Organizaciones sociales (sindicatos, patronales y otras entidades), académicos, profesionales y gentes bien informadas en general alertan ya sobre las repercusiones, obviamente negativas, que la actual situación ha de tener sobre la economía aragonesa. Sus advertencias desmienten con el peso de los datos y de los hechos esa leyenda según la cual una eventual independencia catalana tendría como efecto colateral el desplazamiento hacia Aragón de empresas, inversiones y puestos de trabajo. Semejante ilusión es propia de ignorantes o de mentecatos. En realidad, el flujo comercial entre las dos comunidades (que suma casi quince mil millones de euros), el uso común de servicios básicos (sanidad, enseñanza, infraestructuras varias) y el enorme peso de las relaciones personales y familiares es tan potente que su alteración causará severos daños a unos y otros. Cataluña, en verdad, es parte de España, y lo que perjudique allí perjudicará aquí. Véase el desasosiego de las autoridades extremeñas mientras advierten de que un boicot a los fuets, espetecs y otros embutidos de marcas catalanas les repercutirá directamente, pues buena parte de esos productos se fabrican en localidades de Cáceres o Badajoz.

Aragón arrastra en lo más dolido de su subconsciente el lamentable caso de los bienes eclesiásticos retenidos en museos catalanes. Sin embargo, como no me he cansado de repetir, ese es un asunto más simbólico que importante. Pesado y medido, resulta una minucia comparado con lo que ahora tenemos entre manos. Por contra, la principal implantación industrial que el Gobierno aragonés gestiona ahora mismo como su logro estrella para esta legislatura no es otra que la instalación en Épila de un matadero y procesador de procutos cárnicos promovido por la cooperativa Guissona. Al margen de los aspectos polémicos y las posibles contraindicaciones de dicho proyecto, es evidente que podemos darlo por finiquitado caso de que el actual conflicto se encone.

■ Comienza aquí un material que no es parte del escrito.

// SPDX-License-Identifier: CEPL-1.0
use std::{env, fs, path::PathBuf};

// Sources under the workspace `shaders/` directory, embedded by `shaders.rs`.
const SHADERS: [&str; 4] = [
    "simple_shader.vert",
    "simple_shader.frag",
    "point_light.vert",
    "point_light.frag",
];

fn main() {
    let out = PathBuf::from(env::var("OUT_DIR").unwrap());
    let src_dir = PathBuf::from(env::var("CARGO_MANIFEST_DIR").unwrap()).join("../../shaders");

    let comp = shaderc::Compiler::new().unwrap();
    let mut opts = shaderc::CompileOptions::new().unwrap();
    opts.set_target_env(
        shaderc::TargetEnv::Vulkan,
        shaderc::EnvVersion::Vulkan1_0 as u32,
    );
    opts.set_optimization_level(shaderc::OptimizationLevel::Performance);

    for name in SHADERS {
        let path = src_dir.join(name);
        println!("cargo:rerun-if-changed={}", path.display());

        let src = fs::read_to_string(&path)
            .unwrap_or_else(|e| panic!("cannot read {}: {e}", path.display()));
        let kind = if name.ends_with(".vert") {
            shaderc::ShaderKind::Vertex
        } else {
            shaderc::ShaderKind::Fragment
        };
        let spv = comp
            .compile_into_spirv(&src, kind, name, "main", Some(&opts))
            .unwrap_or_else(|e| panic!("{name}: {e}"));
        fs::write(out.join(format!("{name}.spv")), spv.as_binary_u8()).unwrap();
    }

    println!("cargo:rerun-if-changed=build.rs");
}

Si a los catalanes ahora movilizados por el soberanismo se les ha vendido la independencia como una especie de escala de Jacob que les llevará directamente al paraíso, a mucha gente del resto de España les han convecido de que un referendo (acordado, regulado, sometido a una Ley de Claridad) equivale a pactar con el diablo. A unos y a otros les están vendiendo mercancía averiada. Y no son pocos los aragoneses que compran la que les corresponde. Ellos también se están equivocando.